WHAT IS EXPECTED
For the records that follow, please set down exactly the lines between the one holding "pub mod edge_intersection;" and the one holding "pub use edge_end_star::compute_star_labelling;", inclusive, and only those.

Saved entries:
// This Source Code Form is subject to the terms of the Mozilla Public
// License, v. 2.0. If a copy of the MPL was not distributed with this
// file, You can obtain one at https://mozilla.org/MPL/2.0/.

//! The combined planar graph built from noded, labelled edges.
//!
//! Edges, directed edges and nodes are stored in separate arenas. Fields are
//! public so builders can borrow the node map and the edge arenas at the
//! same time.

use geo_lite_core::Coordinate;

use crate::directed_edge::DirectedEdge;
use crate::directed_edge_star::{DirEdgeArena, DirectedEdgeStar, EdgeArena};
use crate::edge::Edge;
use crate::error::Result;
use crate::keys::{DirEdgeKey, NodeKey};
use crate::node::NodeMap;

#[derive(Debug, Default)]
pub struct PlanarGraph {
    pub edges: EdgeArena,
    pub dir_edges: DirEdgeArena,
    pub nodes: NodeMap<DirectedEdgeStar>,
    /// Every directed edge in insertion order.
    pub edge_ends: Vec<DirEdgeKey>,
}

impl PlanarGraph {
    pub fn new() -> Self {
        Self::default()
    }

    pub fn add_node(&mut self, coord: Coordinate) -> NodeKey {
        self.nodes.add_node(coord)
    }

    /// Adds edges with a directed edge for each direction, creating nodes at
    /// their endpoints as needed.
    pub fn add_edges(&mut self, edges: impl IntoIterator<Item = Edge>) {
        for edge in edges {
            let ek = self.edges.insert(edge);
            let fwd = self.dir_edges.insert(DirectedEdge::new(ek, &self.edges[ek], true));
            let rev = self.dir_edges.insert(DirectedEdge::new(ek, &self.edges[ek], false));
            self.dir_edges[fwd].sym = rev;
            self.dir_edges[rev].sym = fwd;
            self.add_edge_end(fwd);
            self.add_edge_end(rev);
        }
    }

    fn add_edge_end(&mut self, key: DirEdgeKey) {
        let node = self.nodes.add_node(self.dir_edges[key].coordinate());
        self.dir_edges[key].node = node;
        self.nodes[node].star.insert(key, &self.dir_edges);
        self.edge_ends.push(key);
    }

    /// Links the result edges around every node into maximal rings.
    pub fn link_result_directed_edges(&mut self) -> Result<()> {
        for key in self.nodes.keys() {
            let node = &self.nodes[key];
            node.star.link_result_directed_edges(&mut self.dir_edges, node.coordinate())?;
        }
        Ok(())
    }

    /// Marks both directions of an edge as visited.
    pub fn set_visited_edge(&mut self, key: DirEdgeKey, visited: bool) {
        let sym = self.dir_edges[key].sym;
        self.dir_edges[key].visited = visited;
        self.dir_edges[sym].visited = visited;
    }

    /// `true` if any edge incident on the node is already in the result.
    pub fn is_incident_edge_in_result(&self, node: NodeKey) -> bool {
        self.nodes[node]
            .star
            .edges()
            .iter()
            .any(|k| self.edges[self.dir_edges[*k].edge].is_in_result())
    }
}
// This Source Code Form is subject to the terms of the Mozilla Public
// License, v. 2.0. If a copy of the MPL was not distributed with this
// file, You can obtain one at https://mozilla.org/MPL/2.0/.

//! Overlay properties and scenarios on whole geometries.

use approx::assert_relative_eq;
use geo_lite_core::{Coordinate, Dimension, Geometry, LineString, LinearRing, MultiPolygon, Point, Polygon};
use geo_lite_overlay::{
    difference, equals_topo, intersection, overlay_with_config, sym_difference, union, OpCode, OverlayConfig,
};

fn ring(pts: &[(f64, f64)]) -> LinearRing {
    LinearRing::try_from(pts.to_vec()).unwrap()
}

fn square(x0: f64, y0: f64, size: f64) -> Geometry {
    Polygon::new(
        ring(&[(x0, y0), (x0 + size, y0), (x0 + size, y0 + size), (x0, y0 + size), (x0, y0)]),
        vec![],
    )
    .into()
}

fn triangle(pts: [(f64, f64); 3]) -> Geometry {
    Polygon::new(ring(&[pts[0], pts[1], pts[2], pts[0]]), vec![]).into()
}

fn square_with_hole() -> Geometry {
    Polygon::new(
        ring(&[(0.0, 0.0), (10.0, 0.0), (10.0, 10.0), (0.0, 10.0), (0.0, 0.0)]),
        vec![ring(&[(3.0, 3.0), (3.0, 7.0), (7.0, 7.0), (7.0, 3.0), (3.0, 3.0)])],
    )
    .into()
}

fn line(pts: &[(f64, f64)]) -> Geometry {
    LineString::from(pts.to_vec()).into()
}

fn point(x: f64, y: f64) -> Geometry {
    Point::new(Coordinate::new(x, y)).into()
}

/// Pairs of areal inputs in general and special position.
fn area_pairs() -> Vec<(Geometry, Geometry)> {
    vec![
        (square(0.0, 0.0, 1.0), square(0.5, 0.5, 1.0)),
        (square(0.0, 0.0, 1.0), square(1.0, 0.0, 1.0)),
        (square(0.0, 0.0, 4.0), square(1.0, 1.0, 2.0)),
        (square_with_hole(), square(5.0, 5.0, 10.0)),
        (
            triangle([(0.0, 0.0), (6.0, 0.0), (3.0, 6.0)]),
            triangle([(0.0, 4.0), (6.0, 4.0), (3.0, -2.0)]),
        ),
    ]
}

#[test]
fn unit_squares_scenario() {
    let a = square(0.0, 0.0, 1.0);
    let b = square(0.5, 0.5, 1.0);

    let inter = intersection(&a, &b).unwrap();
    assert_relative_eq!(inter.area(), 0.25, epsilon = 1e-12);
    assert!(equals_topo(&inter, &square(0.5, 0.5, 0.5)).unwrap());

    assert_relative_eq!(union(&a, &b).unwrap().area(), 1.75, epsilon = 1e-12);
    assert_relative_eq!(difference(&a, &b).unwrap().area(), 0.75, epsilon = 1e-12);
    assert_relative_eq!(sym_difference(&a, &b).unwrap().area(), 1.5, epsilon = 1e-12);
}

#[test]
fn union_is_commutative() {
    for (a, b) in area_pairs() {
        let ab = union(&a, &b).unwrap();
        let ba = union(&b, &a).unwrap();
        assert_relative_eq!(ab.area(), ba.area(), epsilon = 1e-9);
        assert_relative_eq!(ab.length(), ba.length(), epsilon = 1e-9);
    }
}

#[test]
fn self_intersection_is_identity() {
    for (a, _) in area_pairs() {
        let aa = intersection(&a, &a).unwrap();
        assert_relative_eq!(aa.area(), a.area(), epsilon = 1e-9);
        assert!(equals_topo(&aa, &a).unwrap());
    }
}

#[test]
fn intersection_and_difference_partition_the_first_input() {
    for (a, b) in area_pairs() {
        let inter = intersection(&a, &b).unwrap();
        let diff = difference(&a, &b).unwrap();
        assert_relative_eq!(inter.area() + diff.area(), a.area(), epsilon = 1e-9);
    }
}

#[test]
fn sym_difference_is_union_minus_intersection() {
    for (a, b) in area_pairs() {
        let sym = sym_difference(&a, &b).unwrap();
        let expected = difference(&union(&a, &b).unwrap(), &intersection(&a, &b).unwrap()).unwrap();
        assert_relative_eq!(sym.area(), expected.area(), epsilon = 1e-9);
        if !sym.is_empty() {
            assert!(equals_topo(&sym, &expected).unwrap());
        }
    }
}

#[test]
fn disjoint_triangles_scenario() {
    let a = triangle([(0.0, 0.0), (2.0, 0.0), (1.0, 2.0)]);
    let b = triangle([(5.0, 0.0), (7.0, 0.0), (6.0, 2.0)]);

    let Geometry::MultiPolygon(MultiPolygon(parts)) = union(&a, &b).unwrap() else {
        panic!("union of disjoint triangles is not a multi-polygon");
    };
    assert_eq!(parts.len(), 2);

    let inter = intersection(&a, &b).unwrap();
    assert!(matches!(&inter, Geometry::Polygon(p) if p.is_empty()));
}

#[test]
fn hole_is_cut_out_of_shell() {
    let result = difference(&square(0.0, 0.0, 10.0), &square(4.0, 4.0, 2.0)).unwrap();
    let Geometry::Polygon(poly) = &result else {
        panic!("expected a polygon, got {result:?}");
    };
    assert_eq!(poly.interiors.len(), 1);
    assert_relative_eq!(result.area(), 96.0, epsilon = 1e-12);
}

#[test]
fn union_fills_a_hole() {
    let result = union(&square_with_hole(), &square(3.0, 3.0, 4.0)).unwrap();
    let Geometry::Polygon(poly) = &result else {
        panic!("expected a polygon, got {result:?}");
    };
    assert!(poly.interiors.is_empty());
    assert_relative_eq!(result.area(), 100.0, epsilon = 1e-12);
}

#[test]
fn hole_touching_shell_vertex_is_noded() {
    let poly: Geometry = Polygon::new(
        ring(&[(0.0, 0.0), (10.0, 0.0), (10.0, 5.0), (10.0, 10.0), (0.0, 10.0), (0.0, 0.0)]),
        vec![ring(&[(10.0, 5.0), (6.0, 3.0), (6.0, 7.0), (10.0, 5.0)])],
    )
    .into();
    let config = OverlayConfig {
        validate_noding: true,
        envelope_filter: true,
        check_result: true,
        interrupt: None,
    };
    let result = overlay_with_config(&poly, &square(-5.0, -5.0, 20.0), OpCode::Intersection, &config).unwrap();
    let Geometry::Polygon(p) = &result else {
        panic!("expected a polygon, got {result:?}");
    };
    assert_eq!(p.interiors.len(), 1);
    assert_relative_eq!(result.area(), 92.0, epsilon = 1e-12);
}

#[test]
fn line_through_polygon_vertex_scenario() {
    let poly = square(0.0, 0.0, 10.0);
    let l = line(&[(-5.0, -5.0), (5.0, 5.0)]);
    let half = 50f64.sqrt();

    let inside = intersection(&l, &poly).unwrap();
    assert!(matches!(inside, Geometry::LineString(_)));
    assert_relative_eq!(inside.length(), half, epsilon = 1e-12);
    assert!(equals_topo(&inside, &line(&[(0.0, 0.0), (5.0, 5.0)])).unwrap());

    let outside = difference(&l, &poly).unwrap();
    assert_relative_eq!(outside.length(), half, epsilon = 1e-12);

    // the polygon swallows the inner half of the line
    let Geometry::GeometryCollection(parts) = union(&l, &poly).unwrap() else {
        panic!("union of a line and a polygon is not a collection");
    };
    assert_eq!(parts.0.len(), 2);
}

#[test]
fn crossing_lines() {
    let a = line(&[(0.0, 0.0), (2.0, 2.0)]);
    let b = line(&[(0.0, 2.0), (2.0, 0.0)]);

    let Geometry::Point(p) = intersection(&a, &b).unwrap() else {
        panic!("crossing lines do not meet in a point");
    };
    let c = p.coord.unwrap();
    assert_relative_eq!(c.x, 1.0);
    assert_relative_eq!(c.y, 1.0);

    let Geometry::MultiLineString(lines) = union(&a, &b).unwrap() else {
        panic!("union of crossing lines is not a multi-line");
    };
    assert_eq!(lines.0.len(), 4);
}

#[test]
fn crossing_point_takes_interpolated_elevation() {
    let a: Geometry = LineString::new(vec![Coordinate::new_z(0.0, 0.0, 0.0), Coordinate::new_z(2.0, 2.0, 2.0)]).into();
    let b = line(&[(0.0, 2.0), (2.0, 0.0)]);
    let Geometry::Point(p) = intersection(&a, &b).unwrap() else {
        panic!("crossing lines do not meet in a point");
    };
    assert_relative_eq!(p.coord.and_then(|c| c.z).unwrap(), 1.0, epsilon = 1e-12);
}

#[test]
fn collinear_overlap_is_a_line() {
    let a = line(&[(0.0, 0.0), (4.0, 0.0)]);
    let b = line(&[(2.0, 0.0), (6.0, 0.0)]);
    let inter = intersection(&a, &b).unwrap();
    assert!(equals_topo(&inter, &line(&[(2.0, 0.0), (4.0, 0.0)])).unwrap());
    assert_relative_eq!(union(&a, &b).unwrap().length(), 6.0, epsilon = 1e-12);
}

#[test]
fn points_against_polygons() {
    let poly = square(0.0, 0.0, 2.0);
    assert_eq!(intersection(&point(1.0, 1.0), &poly).unwrap(), point(1.0, 1.0));
    assert!(matches!(union(&point(1.0, 1.0), &poly).unwrap(), Geometry::Polygon(_)));
    assert!(matches!(union(&point(5.0, 5.0), &poly).unwrap(), Geometry::GeometryCollection(_)));
    let diff = difference(&point(1.0, 1.0), &poly).unwrap();
    assert!(diff.is_empty());
    assert_eq!(diff.dimension(), Dimension::Point);
}

#[test]
fn empty_result_dimensions() {
    let poly = square(0.0, 0.0, 1.0);
    let far_line = line(&[(5.0, 5.0), (6.0, 6.0)]);
    let far_point = point(9.0, 9.0);

    let r = intersection(&poly, &far_line).unwrap();
    assert!(r.is_empty());
    assert_eq!(r.dimension(), Dimension::Line);

    let r = intersection(&far_point, &poly).unwrap();
    assert!(r.is_empty());
    assert_eq!(r.dimension(), Dimension::Point);

    let r = difference(&poly, &square(-1.0, -1.0, 3.0)).unwrap();
    assert!(r.is_empty());
    assert_eq!(r.dimension(), Dimension::Area);
}

#[test]
fn result_check_accepts_valid_results() {
    let config = OverlayConfig {
        validate_noding: true,
        envelope_filter: false,
        check_result: true,
        interrupt: None,
    };
    for (a, b) in area_pairs() {
        for op in [OpCode::Intersection, OpCode::Difference] {
            overlay_with_config(&a, &b, op, &config).unwrap();
        }
    }
}
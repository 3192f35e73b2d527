// This Source Code Form is subject to the terms of the Mozilla Public
// License, v. 2.0. If a copy of the MPL was not distributed with this
// file, You can obtain one at https://mozilla.org/MPL/2.0/.

//! Key types for arena-based graph storage.
//!
//! Edges, directed edges, nodes and edge rings live in `slotmap::SlotMap`s
//! and refer to each other through these keys instead of pointers. A
//! directed edge and its symmetric partner hold each other's key.

use slotmap::new_key_type;

new_key_type! {
    /// Key for an undirected, noded edge.
    pub struct EdgeKey;

    /// Key for one directed traversal of an edge.
    pub struct DirEdgeKey;

    /// Key for a graph node.
    pub struct NodeKey;

    /// Key for an edge ring assembled from result edges.
    pub struct RingKey;
}
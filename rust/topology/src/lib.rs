// This Source Code Form is subject to the terms of the Mozilla Public
// License, v. 2.0. If a copy of the MPL was not distributed with this
// file, You can obtain one at https://mozilla.org/MPL/2.0/.

//! # GEO-Lite Topology
//!
//! Labelled planar topology graphs for overlay and relate.
//!
//! Each input geometry is turned into a [`GeometryGraph`] of labelled edges
//! and nodes. The graphs are noded against themselves and each other, split
//! at every intersection and merged into a single [`PlanarGraph`] whose
//! directed edges carry the location of each side relative to both inputs.
//!
//! Graph elements live in slot maps and refer to each other through the
//! keys in [`keys`]. Stars of directed edges hold keys only, so labelling
//! and ring linking borrow the arenas explicitly.

pub mod depth;
pub mod directed_edge;
pub mod directed_edge_star;
pub mod edge;
pub mod edge_end;
pub mod edge_end_star;
pub mod edge_intersection;
pub mod error;
pub mod geometry_graph;
pub mod keys;
pub mod label;
pub mod node;
pub mod noding;
pub mod planar_graph;
pub mod position;
pub mod validate;

pub use depth::Depth;
pub use directed_edge::DirectedEdge;
pub use directed_edge_star::{DirEdgeArena, DirectedEdgeStar, EdgeArena};
pub use edge::{Edge, EdgeList};
pub use edge_end::{EdgeEnd, Quadrant};
pub use edge_end_star::compute_star_labelling;
pub use edge_intersection::{EdgeIntersection, EdgeIntersectionList};
pub use error::{Error, Result};
pub use geometry_graph::GeometryGraph;
pub use keys::{DirEdgeKey, EdgeKey, NodeKey, RingKey};
pub use label::{Label, TopologyLocation};
pub use node::{Node, NodeMap};
pub use noding::{compute_intersections, EdgeRef, SegmentIntersector, SweepMode};
pub use planar_graph::PlanarGraph;
pub use position::Position;
pub use validate::check_noding;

THE COMPLETED TASK
pub mod edge_intersection;
pub mod error;
pub mod geometry_graph;
pub mod keys;
pub mod label;
pub mod node;
pub mod noding;
pub mod planar_graph;
pub mod position;
pub mod validate;

pub use depth::Depth;
pub use directed_edge::DirectedEdge;
pub use directed_edge_star::{DirEdgeArena, DirectedEdgeStar, EdgeArena};
pub use edge::{Edge, EdgeList};
pub use edge_end::{EdgeEnd, Quadrant};
pub use edge_end_star::compute_star_labelling;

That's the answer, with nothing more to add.